Le programme de Stockholm dans le domaine « Justice, liberté et sécurité » constitue une priorité soigneusement préparée avec les services de Jacques Barrot, et qui s'inscrit dans la droite ligne de l'adoption du Pacte sur l'immigration et l'asile, sous présidence française.

En ce qui concerne les relations de l'Union européenne avec le reste du monde, y compris la question de l'élargissement, les Suédois ne devraient pas mettre en avant leur position nationale, mais devraient se comporter avec neutralité, par exemple sur la question de l'adhésion de la Croatie et de la Turquie. On note également une convergence entre nos deux pays sur la politique de sécurité et de défense (PESD).

De manière générale, la Suède a été très impressionnée par la façon dont la présidence française de l'Union européenne s'est déroulée et nous nous efforçons de tirer profit de la qualité de notre concertation en matière européenne pour densifier notre relation économique bilatérale. Au titre des échanges bilatéraux, je rappelle que le Premier ministre français s'est rendu en Suède à l'automne 2007 et que, à cette occasion, avaient été mis en place des groupes de travail franco-suédois sur le développement durable et les pôles de compétitivité qui ont du mal toutefois à fonctionner. Le gouvernement suédois, en effet, préfère généralement laisser faire les entreprises et n'est guère tenté par l'interventionnisme.

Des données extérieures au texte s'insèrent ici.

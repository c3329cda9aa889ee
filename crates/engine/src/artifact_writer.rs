// SPDX-License-Identifier: BUSL-1.1
// Copyright (c) 2026 Alfred Jean LLC

//! Artifact read/write/list interface, grounded in the original
//! `artifact_writer_v2.py`. The graph ticker's `noop`-only dispatch never
//! calls this — the original's `tick_run` accepted an artifact writer in its
//! constructor but never invoked it either — but the trait exists so a
//! future step kind can record outputs into a run's `artifacts` map without
//! changing the ticker's public contract.

use async_trait::async_trait;
use av_core::RunId;
use std::path::PathBuf;

#[derive(Debug, thiserror::Error)]
pub enum ArtifactError {
    #[error("artifact io error: {0}")]
    Io(#[from] std::io::Error),
    #[error("artifact {0} not found for run {1}")]
    NotFound(String, RunId),
}

#[async_trait]
pub trait ArtifactWriter: Send + Sync {
    async fn write(&self, run_id: &RunId, name: &str, bytes: &[u8]) -> Result<(), ArtifactError>;
    async fn read(&self, run_id: &RunId, name: &str) -> Result<Vec<u8>, ArtifactError>;
    async fn list(&self, run_id: &RunId) -> Result<Vec<String>, ArtifactError>;
}

/// Writes artifacts to `base_dir/<run_id>/<name>` on the local filesystem.
pub struct FsArtifactWriter {
    base_dir: PathBuf,
}

impl FsArtifactWriter {
    pub fn new(base_dir: impl Into<PathBuf>) -> Self {
        Self {
            base_dir: base_dir.into(),
        }
    }

    fn run_dir(&self, run_id: &RunId) -> PathBuf {
        self.base_dir.join(run_id.as_str())
    }
}

#[async_trait]
impl ArtifactWriter for FsArtifactWriter {
    async fn write(&self, run_id: &RunId, name: &str, bytes: &[u8]) -> Result<(), ArtifactError> {
        let dir = self.run_dir(run_id);
        tokio::fs::create_dir_all(&dir).await?;
        tokio::fs::write(dir.join(name), bytes).await?;
        Ok(())
    }

    async fn read(&self, run_id: &RunId, name: &str) -> Result<Vec<u8>, ArtifactError> {
        let path = self.run_dir(run_id).join(name);
        tokio::fs::read(&path)
            .await
            .map_err(|_| ArtifactError::NotFound(name.to_string(), run_id.clone()))
    }

    async fn list(&self, run_id: &RunId) -> Result<Vec<String>, ArtifactError> {
        let dir = self.run_dir(run_id);
        let mut names = Vec::new();
        let mut entries = match tokio::fs::read_dir(&dir).await {
            Ok(entries) => entries,
            Err(_) => return Ok(names),
        };
        while let Some(entry) = entries.next_entry().await? {
            if let Some(name) = entry.file_name().to_str() {
                names.push(name.to_string());
            }
        }
        Ok(names)
    }
}

#[cfg(test)]
#[path = "artifact_writer_tests.rs"]
mod tests;
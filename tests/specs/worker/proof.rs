//! `av proof` — the noop one-shot end-to-end scenario.

use crate::prelude::*;

#[test]
fn proof_succeeds_against_a_fresh_database() {
    let db = Db::fresh();
    db.av()
        .args(&["proof"])
        .passes()
        .stdout_has("PROOF OK");
}

#[test]
fn proof_enables_the_lane_it_runs_against_as_a_side_effect() {
    let db = Db::fresh();
    db.av().args(&["proof"]).passes();

    db.av()
        .args(&["kill-switch", "get", "--env", "local", "--lane", "default"])
        .passes()
        .stdout_has("enabled");
}
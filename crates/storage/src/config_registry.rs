// SPDX-License-Identifier: BUSL-1.1
// Copyright (c) 2026 Alfred Jean LLC

//! Versioned, named configuration blobs (`config_versions`) plus a flat
//! key/value overlay (`kv_overlay`) used for single-value operator toggles.

use crate::error::StorageResult;
use av_core::{Clock, ConfigVersion};
use sqlx::{Row, SqlitePool};

#[derive(Clone)]
pub struct ConfigRegistry<C: Clock> {
    pool: SqlitePool,
    clock: C,
}

impl<C: Clock> ConfigRegistry<C> {
    pub fn new(pool: SqlitePool, clock: C) -> Self {
        Self { pool, clock }
    }

    /// Returns the newest active config row for `kind`, or `None`. Absence is
    /// a valid state, not an error — callers that need to distinguish
    /// "never configured" from "configured but empty" should check for
    /// `None` explicitly rather than treating it as a failure.
    pub async fn get_active(&self, kind: &str) -> StorageResult<Option<ConfigVersion>> {
        let row = sqlx::query(
            r#"
            SELECT id, kind, version, created_at, created_by, is_active, blob_json
            FROM config_versions WHERE kind = ? AND is_active = 1
            ORDER BY version DESC LIMIT 1
            "#,
        )
        .bind(kind)
        .fetch_optional(&self.pool)
        .await?;
        row.map(row_to_config).transpose()
    }

    /// Idempotent insert: a no-op if any active row for `kind` already
    /// exists, otherwise inserts `blob` as the first active version. Runs
    /// under a transaction so two concurrent callers create at most one row.
    pub async fn ensure_default(
        &self,
        kind: &str,
        blob: serde_json::Value,
        created_by: &str,
    ) -> StorageResult<()> {
        let mut tx = self.pool.begin().await?;
        let existing = sqlx::query("SELECT 1 FROM config_versions WHERE kind = ? AND is_active = 1")
            .bind(kind)
            .fetch_optional(&mut *tx)
            .await?;
        if existing.is_some() {
            tx.commit().await?;
            return Ok(());
        }

        let next_version: i64 = sqlx::query(
            "SELECT COALESCE(MAX(version), 0) + 1 AS v FROM config_versions WHERE kind = ?",
        )
        .bind(kind)
        .fetch_one(&mut *tx)
        .await?
        .try_get("v")?;

        sqlx::query(
            r#"
            INSERT INTO config_versions (kind, version, created_at, created_by, is_active, blob_json)
            VALUES (?, ?, ?, ?, 1, ?)
            "#,
        )
        .bind(kind)
        .bind(next_version)
        .bind(self.clock.now().to_rfc3339())
        .bind(created_by)
        .bind(serde_json::to_string(&blob)?)
        .execute(&mut *tx)
        .await?;

        tx.commit().await?;
        Ok(())
    }

    /// Reads a key from the flat overlay table.
    pub async fn get(&self, key: &str) -> StorageResult<Option<serde_json::Value>> {
        let row = sqlx::query("SELECT value_json FROM kv_overlay WHERE key = ?")
            .bind(key)
            .fetch_optional(&self.pool)
            .await?;
        match row {
            Some(row) => {
                let raw: String = row.try_get("value_json")?;
                Ok(Some(serde_json::from_str(&raw)?))
            }
            None => Ok(None),
        }
    }

    /// Last-writer-wins set of a flat overlay key.
    pub async fn set(&self, key: &str, value: serde_json::Value) -> StorageResult<()> {
        sqlx::query(
            r#"
            INSERT INTO kv_overlay (key, value_json, updated_at) VALUES (?, ?, ?)
            ON CONFLICT (key) DO UPDATE SET value_json = excluded.value_json, updated_at = excluded.updated_at
            "#,
        )
        .bind(key)
        .bind(serde_json::to_string(&value)?)
        .bind(self.clock.now().to_rfc3339())
        .execute(&self.pool)
        .await?;
        Ok(())
    }
}

fn row_to_config(row: sqlx::sqlite::SqliteRow) -> StorageResult<ConfigVersion> {
    let blob_json: String = row.try_get("blob_json")?;
    let created_at: String = row.try_get("created_at")?;
    Ok(ConfigVersion {
        id: row.try_get("id")?,
        kind: row.try_get("kind")?,
        version: row.try_get("version")?,
        created_at: chrono::DateTime::parse_from_rfc3339(&created_at)
            .map(|t| t.with_timezone(&chrono::Utc))
            .map_err(|e| crate::error::StorageError::Database(sqlx::Error::Decode(Box::new(e))))?,
        created_by: row.try_get("created_by")?,
        is_active: row.try_get::<i64, _>("is_active")? != 0,
        blob: serde_json::from_str(&blob_json)?,
    })
}

#[cfg(test)]
#[path = "config_registry_tests.rs"]
mod tests;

M. Aymeri de Montesquiou. - Je m'étais abstenu, en 1995, lors du vote sur l'adhésion de la Suède à l'Union européenne car j'avais l'impression que les sentiments européens de ce pays n'ont jamais été très affirmés. La Suède va diriger la politique extérieure de l'Union européenne au cours des six prochains mois, alors que c'est un pays neutre. Pensez-vous que ce pays puisse un jour renoncer à sa neutralité ?

M. Joël de Zorzi. - La Suède ne met pas sa neutralité en avant. On ne parle d'ailleurs plus, en Suède, de neutralité, mais de non appartenance à des organisations militaires. Bien qu'elle ne soit pas membre de l'OTAN, la Suède constitue l'un des plus forts soutiens de la France en matière de PESD. Elle est d'ailleurs présente dans toutes les opérations externes de l'UE et notamment au Tchad ou en Afghanistan. De ce point de vue, son comportement est irréprochable. Les Suédois ont une forte tradition de présence sur la scène internationale et tant Carl Bildt que le Premier ministre suédois seront très attentifs à ce que l'Union européenne ne soit pas absente des relations internationales.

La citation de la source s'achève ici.